A campanha Janeiro Branco chama a atenção para a importância da saúde mental e da prevenção de transtornos psicológicos, promovendo reflexões sobre o cuidado com as emoções e o equilíbrio psíquico. No contexto do trabalho, o tema ganha relevância diante do aumento dos casos de adoecimento mental associados às condições laborais, cada vez mais presentes no cotidiano de trabalhadores brasileiros.
O crescimento dos afastamentos previdenciários por transtornos mentais no país evidencia um problema estrutural. Jornadas extensas, metas consideradas excessivas, pressão constante por desempenho, insegurança profissional, assédio moral e falta de reconhecimento figuram entre os fatores apontados como agravantes do sofrimento psíquico no ambiente de trabalho.
Entre as doenças relacionadas à atividade profissional, a síndrome de burnout se destaca. Caracterizada por esgotamento físico e emocional, sensação de ineficácia, irritabilidade, ansiedade e perda de sentido em relação ao trabalho, a condição é associada a modelos de gestão que priorizam resultados sem considerar limites individuais e coletivos.
Do ponto de vista legal, a saúde mental integra as obrigações relacionadas à segurança e à saúde no trabalho. A Norma Regulamentadora nº 1 (NR-1) estabelece que as empresas devem identificar, avaliar e gerenciar riscos ocupacionais, incluindo os riscos psicossociais.

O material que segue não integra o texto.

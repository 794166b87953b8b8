// Per-event bookkeeping. Everything an event accumulates lives in one owned
// `EventRecord` that the worker passes to each callback.
use serde::{Deserialize, Serialize};

use crate::hit::HitsCollection;
use crate::units::{MEV, MM};

/// The generated beam particle. Energy in GeV, transverse position in cm.
#[derive(Debug, Clone, Copy, PartialEq, Default, Serialize, Deserialize)]
pub struct BeamRecord {
    pub pdg: i32,
    pub energy: f64,
    pub x: f64,
    pub y: f64,
}

/// The primary track as it crossed the energy-flow plane.
/// Energy in MeV, position in mm.
#[derive(Debug, Clone, Copy, PartialEq, Default, Serialize)]
pub struct PrimaryCrossing {
    pub pdg: i32,
    pub energy: f64,
    pub x: f64,
    pub y: f64,
}

/// Volumes of the last step of the primary track.
#[derive(Debug, Clone, PartialEq, Default, Serialize)]
pub struct PrimaryExit {
    pub from: Option<String>,
    pub to: Option<String>,
}

/// Column-wise copy of the event's hits: positions and lengths in mm,
/// momenta and energies in MeV.
#[derive(Debug, Clone, PartialEq, Default, Serialize)]
pub struct HitColumns {
    pub chamber: Vec<i32>,
    pub layer: Vec<i32>,
    pub sublayer: Vec<i32>,
    pub pdg: Vec<i32>,
    pub track_id: Vec<i32>,
    pub parent_id: Vec<i32>,
    pub charge: Vec<f64>,
    pub x: Vec<f64>,
    pub y: Vec<f64>,
    pub z: Vec<f64>,
    pub px: Vec<f64>,
    pub py: Vec<f64>,
    pub pz: Vec<f64>,
    pub e1: Vec<f64>,
    pub e2: Vec<f64>,
    pub track_length: Vec<f64>,
    pub edep: Vec<f64>,
}

impl HitColumns {
    pub fn len(&self) -> usize {
        self.pdg.len()
    }

    pub fn is_empty(&self) -> bool {
        self.pdg.is_empty()
    }

    pub fn extend_from(&mut self, hits: &HitsCollection) {
        for hit in hits {
            self.chamber.push(hit.chamber);
            self.layer.push(hit.layer);
            self.sublayer.push(hit.sublayer);
            self.pdg.push(hit.pdg);
            self.track_id.push(hit.track_id);
            self.parent_id.push(hit.parent_id);
            self.charge.push(hit.charge);
            self.x.push(hit.position[0] / MM);
            self.y.push(hit.position[1] / MM);
            self.z.push(hit.position[2] / MM);
            self.px.push(hit.momentum[0] / MEV);
            self.py.push(hit.momentum[1] / MEV);
            self.pz.push(hit.momentum[2] / MEV);
            self.e1.push(hit.energy_pre / MEV);
            self.e2.push(hit.energy_post / MEV);
            self.track_length.push(hit.track_length / MM);
            self.edep.push(hit.energy_deposit / MEV);
        }
    }
}

#[derive(Debug, Clone, PartialEq, Default, Serialize)]
pub struct EventRecord {
    pub event_id: u64,
    pub beam: Option<BeamRecord>,
    pub primary: Option<PrimaryCrossing>,
    pub primary_exit: Option<PrimaryExit>,
    pub hits: HitColumns,
}

impl EventRecord {
    pub fn new(event_id: u64) -> Self {
        Self {
            event_id,
            ..Self::default()
        }
    }

    /// Total deposited energy in the emulsion, in MeV.
    pub fn emulsion_deposit(&self) -> f64 {
        self.hits.edep.iter().sum()
    }
}

/// Begin/end-of-event hooks.
#[derive(Debug, Clone, Default)]
pub struct EventAction {
    next_event_id: u64,
}

impl EventAction {
    pub fn new() -> Self {
        Self::default()
    }

    /// Number events from `first_event_id` on.
    pub fn starting_at(first_event_id: u64) -> Self {
        Self {
            next_event_id: first_event_id,
        }
    }

    /// A cleared record for the next event.
    pub fn begin_of_event(&mut self) -> EventRecord {
        let record = EventRecord::new(self.next_event_id);
        self.next_event_id += 1;
        record
    }

    /// Copy the event's hits into the record's columns.
    pub fn end_of_event(&self, record: &mut EventRecord, hits: &HitsCollection) {
        record.hits.extend_from(hits);
        tracing::trace!(
            event = record.event_id,
            hits = record.hits.len(),
            emulsion_mev = record.emulsion_deposit(),
            "event finished"
        );
    }
}

#[cfg(test)]
mod tests {
    use super::*;
    use crate::hit::CalorHit;

    #[test]
    fn test_event_ids_increase() {
        let mut action = EventAction::new();
        assert_eq!(action.begin_of_event().event_id, 0);
        assert_eq!(action.begin_of_event().event_id, 1);

        let mut offset = EventAction::starting_at(250);
        assert_eq!(offset.begin_of_event().event_id, 250);
    }

    #[test]
    fn test_begin_of_event_is_clean() {
        let mut action = EventAction::new();
        let record = action.begin_of_event();
        assert!(record.beam.is_none());
        assert!(record.primary.is_none());
        assert!(record.hits.is_empty());
    }

    #[test]
    fn test_end_of_event_fills_columns() {
        let action = EventAction::new();
        let mut record = EventRecord::new(0);
        let mut hc = HitsCollection::new("EmulsionSD", "EmulsionHitsCollection");
        hc.push(CalorHit {
            chamber: 0,
            layer: 0,
            sublayer: 1,
            pdg: 13,
            track_id: 1,
            position: [1.0, 2.0, 3.0],
            momentum: [0.0, 0.0, 1000.0],
            energy_pre: 1000.0,
            energy_post: 999.9,
            energy_deposit: 0.1,
            track_length: 0.05,
            ..CalorHit::default()
        });
        hc.push(CalorHit {
            pdg: 11,
            energy_deposit: 0.2,
            ..CalorHit::default()
        });
        action.end_of_event(&mut record, &hc);
        assert_eq!(record.hits.len(), 2);
        assert_eq!(record.hits.pdg, vec![13, 11]);
        assert_eq!(record.hits.sublayer, vec![1, -1]);
        assert_eq!(record.hits.z[0], 3.0);
        assert_eq!(record.hits.pz[0], 1000.0);
        assert_eq!(record.hits.track_length[0], 0.05);
        assert!((record.emulsion_deposit() - 0.3).abs() < 1e-12);
    }
}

Pressão excessiva, sobrecarga de tarefas, assédio e falhas na organização do trabalho devem receber tratamento equivalente ao dado a riscos físicos, químicos ou ergonômicos.
A Consolidação das Leis do Trabalho (CLT) atribui ao empregador a responsabilidade pela manutenção de um ambiente de trabalho seguro e saudável. Nesse contexto, o cuidado com a saúde mental dos trabalhadores é parte do dever legal de proteção, e não uma iniciativa facultativa.
Apesar dos avanços normativos, especialistas apontam a subnotificação das doenças mentais relacionadas ao trabalho como um dos principais entraves. A dificuldade em estabelecer o nexo entre adoecimento psíquico e atividade laboral faz com que muitos casos sejam tratados como problemas individuais, desvinculados das condições de trabalho que os originam.
Esse cenário compromete a adoção de medidas preventivas, limita o acesso a direitos previdenciários e trabalhistas e contribui para a manutenção de práticas organizacionais prejudiciais à saúde mental. Como consequência, o adoecimento tende a se repetir e a se ampliar.
Dados recentes reforçam a dimensão do problema. Informações da Organização Mundial da Saúde indicam que mais de um bilhão de pessoas vivem com transtornos mentais no mundo, com destaque para ansiedade e depressão. No Brasil, registros do Ministério da Previdência Social mostram que, em 2024, foram concedidas 472 mil licenças por adoecimento mental, aumento de 68% em relação ao ano anterior. Em 2025, dados do INSS apontaram crescimento ainda mais acentuado nos afastamentos por transtornos mentais.
Nesse contexto, o Janeiro Branco reforça a necessidade de incorporar a saúde mental às políticas de prevenção no trabalho, estimulando a revisão de práticas de gestão e a construção de ambientes laborais mais seguros e equilibrados.